Here is what Augustine said of the five sectors that fuel his optimism:
After years of fear and caution, “greed has returned” to the private markets, he said. More investors are now selling safe-harbor assets such as gold and U.S. Treasuries buying growth-based assets such as stocks and real estate.
Housing prices rose year-over-year in 19 of the nation’s 20 largest markets, including the Charlotte region, which saw a 5 percent increase. Only the New York market registered a year-over-year decline. Phoenix saw the largest rise at 23 percent.
In the world’s 10 largest economies, indicators have stopped falling and are now rising. In the United States, the economy grew at a rate of about 2 percent in each of the last three years. Barring unforeseen events, he said, Fifth Third economists are predicting growth this year of about 2.5 percent.
After years of decline, the net worth of American households is climbing again. Most of that wealth is in the form of home equity and investment portfolios. But despite being worth more, Augustine said, American families have not returned to their pre-recession spending habits.

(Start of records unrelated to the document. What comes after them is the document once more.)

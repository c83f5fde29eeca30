//! Storage engine seam.
//!
//! [`Warehouse`] is the only way pipeline stages talk to storage. Calls are
//! the pipeline's suspension points; callers bound them with
//! [`with_timeout`]. [`SqliteWarehouse`] serializes all statements through a
//! single `Mutex<Connection>` and runs them on the blocking pool.

use std::{
    future::Future,
    path::{Path, PathBuf},
    sync::{Arc, Mutex, MutexGuard},
    time::Duration,
};

use async_trait::async_trait;
use log::{debug, info};
use rusqlite::{Connection, params_from_iter, types::Value as SqlValue};

use crate::{
    error::WarehouseError,
    literal::{SqlDialect, column_list, quote_identifier},
    provision::INGESTION_ID_COLUMN,
};

pub type Result<T> = std::result::Result<T, WarehouseError>;

/// A file uploaded to the engine's staging area.
#[derive(Debug, Clone, PartialEq, Eq)]
pub struct StagedArtifact {
    pub name: String,
    pub location: PathBuf,
    pub bytes: usize,
}

#[async_trait]
pub trait Warehouse: Send + Sync {
    fn dialect(&self) -> SqlDialect;

    /// Run one statement, returning the number of rows it changed.
    async fn execute(&self, sql: &str) -> Result<u64>;

    /// Column names of `table` in declaration order; empty if it does not exist.
    async fn table_columns(&self, table: &str) -> Result<Vec<String>>;

    async fn table_exists(&self, table: &str) -> Result<bool> {
        Ok(!self.table_columns(table).await?.is_empty())
    }

    async fn row_count(&self, table: &str) -> Result<u64>;

    /// Rows in `table` tagged with `ingestion_id`.
    async fn count_ingested(&self, table: &str, ingestion_id: &str) -> Result<u64>;

    /// Upload `payload` under `name` to the staging area.
    async fn stage(&self, name: &str, payload: Vec<u8>) -> Result<StagedArtifact>;

    async fn unstage(&self, artifact: &StagedArtifact) -> Result<()>;

    /// Engine-native load of a staged newline-delimited JSON artifact, one
    /// array per row in `columns` order. All rows land or none do.
    async fn bulk_load(
        &self,
        table: &str,
        columns: &[String],
        artifact: &StagedArtifact,
    ) -> Result<u64>;

    /// Drop and re-establish the underlying connection.
    async fn reconnect(&self) -> Result<()>;
}

/// Bound a warehouse call by `limit`.
pub async fn with_timeout<T, F>(limit: Duration, call: F) -> Result<T>
where
    F: Future<Output = Result<T>>,
{
    tokio::time::timeout(limit, call)
        .await
        .map_err(|_| WarehouseError::Timeout(limit))?
}

#[derive(Debug, Clone)]
enum Target {
    File(PathBuf),
    Memory,
}

pub struct SqliteWarehouse {
    target: Target,
    conn: Arc<Mutex<Connection>>,
    staging_dir: PathBuf,
}

impl SqliteWarehouse {
    /// Open or create a database file. Staged artifacts live in a sibling
    /// `<name>.staging` directory.
    pub fn open(path: &Path) -> Result<Self> {
        if let Some(parent) = path.parent()
            && !parent.as_os_str().is_empty()
        {
            std::fs::create_dir_all(parent)?;
        }
        let conn = Connection::open(path)?;
        Ok(Self {
            target: Target::File(path.to_path_buf()),
            conn: Arc::new(Mutex::new(conn)),
            staging_dir: path.with_extension("staging"),
        })
    }

    /// In-memory database, mainly for tests. Reconnecting keeps the same
    /// connection so data survives.
    pub fn in_memory() -> Result<Self> {
        let conn = Connection::open_in_memory()?;
        let staging_dir =
            std::env::temp_dir().join(format!("tabload-staging-{}", uuid::Uuid::new_v4().simple()));
        Ok(Self {
            target: Target::Memory,
            conn: Arc::new(Mutex::new(conn)),
            staging_dir,
        })
    }

    pub fn staging_dir(&self) -> &Path {
        &self.staging_dir
    }

    /// Run `op` against the shared connection on the blocking pool.
    async fn run<T, F>(&self, op: F) -> Result<T>
    where
        T: Send + 'static,
        F: FnOnce(&mut Connection) -> Result<T> + Send + 'static,
    {
        let conn = Arc::clone(&self.conn);
        tokio::task::spawn_blocking(move || {
            let mut guard = lock_conn(&conn)?;
            op(&mut guard)
        })
        .await
        .map_err(|err| WarehouseError::Join(err.to_string()))?
    }

    /// Fetch every row a query returns. Used by previews and tests.
    pub async fn query(&self, sql: &str) -> Result<Vec<Vec<SqlValue>>> {
        let sql = sql.to_string();
        self.run(move |conn| {
            let mut stmt = conn.prepare(&sql)?;
            let width = stmt.column_count();
            let rows = stmt
                .query_map([], |row| {
                    (0..width)
                        .map(|idx| row.get::<_, SqlValue>(idx))
                        .collect::<rusqlite::Result<Vec<_>>>()
                })?
                .collect::<rusqlite::Result<Vec<_>>>()?;
            Ok(rows)
        })
        .await
    }
}

fn lock_conn(conn: &Mutex<Connection>) -> Result<MutexGuard<'_, Connection>> {
    conn.lock().map_err(|_| WarehouseError::LockPoisoned)
}

fn json_to_sql(value: serde_json::Value) -> SqlValue {
    match value {
        serde_json::Value::Null => SqlValue::Null,
        serde_json::Value::Bool(b) => SqlValue::Integer(i64::from(b)),
        serde_json::Value::Number(n) => match n.as_i64() {
            Some(i) => SqlValue::Integer(i),
            None => n.as_f64().map(SqlValue::Real).unwrap_or(SqlValue::Null),
        },
        serde_json::Value::String(s) => SqlValue::Text(s),
        nested => SqlValue::Text(nested.to_string()),
    }
}

/// Plain-text rendering of a fetched cell.
pub fn render_sql_value(value: &SqlValue) -> String {
    match value {
        SqlValue::Null => String::new(),
        SqlValue::Integer(i) => i.to_string(),
        SqlValue::Real(f) => f.to_string(),
        SqlValue::Text(s) => s.clone(),
        SqlValue::Blob(b) => format!("<{} bytes>", b.len()),
    }
}

#[async_trait]
impl Warehouse for SqliteWarehouse {
    fn dialect(&self) -> SqlDialect {
        SqlDialect::Sqlite
    }

    async fn execute(&self, sql: &str) -> Result<u64> {
        let sql = sql.to_string();
        self.run(move |conn| Ok(conn.execute(&sql, [])? as u64)).await
    }

    async fn table_columns(&self, table: &str) -> Result<Vec<String>> {
        let table = table.to_string();
        self.run(move |conn| {
            let mut stmt = conn.prepare("SELECT name FROM pragma_table_info(?1) ORDER BY cid")?;
            let names = stmt
                .query_map([table], |row| row.get::<_, String>(0))?
                .collect::<rusqlite::Result<Vec<_>>>()?;
            Ok(names)
        })
        .await
    }

    async fn row_count(&self, table: &str) -> Result<u64> {
        let sql = format!("SELECT COUNT(*) FROM {}", quote_identifier(table));
        self.run(move |conn| {
            let count: i64 = conn.query_row(&sql, [], |row| row.get(0))?;
            Ok(count.max(0) as u64)
        })
        .await
    }

    async fn count_ingested(&self, table: &str, ingestion_id: &str) -> Result<u64> {
        let sql = format!(
            "SELECT COUNT(*) FROM {} WHERE {} = ?1",
            quote_identifier(table),
            quote_identifier(INGESTION_ID_COLUMN)
        );
        let ingestion_id = ingestion_id.to_string();
        self.run(move |conn| {
            let count: i64 = conn.query_row(&sql, [ingestion_id], |row| row.get(0))?;
            Ok(count.max(0) as u64)
        })
        .await
    }

    async fn stage(&self, name: &str, payload: Vec<u8>) -> Result<StagedArtifact> {
        tokio::fs::create_dir_all(&self.staging_dir).await?;
        let location = self.staging_dir.join(name);
        let bytes = payload.len();
        tokio::fs::write(&location, payload).await?;
        debug!("Staged {bytes} byte(s) at {location:?}");
        Ok(StagedArtifact {
            name: name.to_string(),
            location,
            bytes,
        })
    }

    async fn unstage(&self, artifact: &StagedArtifact) -> Result<()> {
        match tokio::fs::remove_file(&artifact.location).await {
            Ok(()) => Ok(()),
            Err(err) if err.kind() == std::io::ErrorKind::NotFound => {
                Err(WarehouseError::MissingArtifact(artifact.name.clone()))
            }
            Err(err) => Err(err.into()),
        }
    }

    async fn bulk_load(
        &self,
        table: &str,
        columns: &[String],
        artifact: &StagedArtifact,
    ) -> Result<u64> {
        let placeholders = (1..=columns.len())
            .map(|idx| format!("?{idx}"))
            .collect::<Vec<_>>()
            .join(", ");
        let sql = format!(
            "INSERT INTO {} {} VALUES ({placeholders})",
            quote_identifier(table),
            column_list(columns)
        );
        let width = columns.len();
        let location = artifact.location.clone();
        let name = artifact.name.clone();
        self.run(move |conn| {
            let payload = match std::fs::read_to_string(&location) {
                Ok(payload) => payload,
                Err(err) if err.kind() == std::io::ErrorKind::NotFound => {
                    return Err(WarehouseError::MissingArtifact(name));
                }
                Err(err) => return Err(err.into()),
            };
            let tx = conn.transaction()?;
            let mut loaded = 0u64;
            {
                let mut stmt = tx.prepare(&sql)?;
                for (line_no, line) in payload.lines().enumerate() {
                    if line.trim().is_empty() {
                        continue;
                    }
                    let row: Vec<serde_json::Value> = serde_json::from_str(line).map_err(|err| {
                        WarehouseError::Rejected(format!("artifact line {}: {err}", line_no + 1))
                    })?;
                    if row.len() != width {
                        return Err(WarehouseError::Rejected(format!(
                            "artifact line {} has {} value(s), expected {width}",
                            line_no + 1,
                            row.len()
                        )));
                    }
                    stmt.execute(params_from_iter(row.into_iter().map(json_to_sql)))?;
                    loaded += 1;
                }
            }
            tx.commit()?;
            Ok(loaded)
        })
        .await
    }

    async fn reconnect(&self) -> Result<()> {
        let target = self.target.clone();
        self.run(move |conn| {
            match target {
                Target::File(path) => {
                    *conn = Connection::open(&path)?;
                    info!("Reconnected to {path:?}");
                }
                Target::Memory => debug!("In-memory warehouse keeps its connection"),
            }
            Ok(())
        })
        .await
    }
}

By failing to pass massive spending cuts or tax hikes, Congress has reduced the economy’s “stress level,” Augustine said. As for the so-called “sequestration” cuts that currently loom, he predicted that Congress would “blink” before they are fully implemented. He also said the Federal Reserve would keep interest rates low, which is good for financing the federal debt but bad for families and individuals.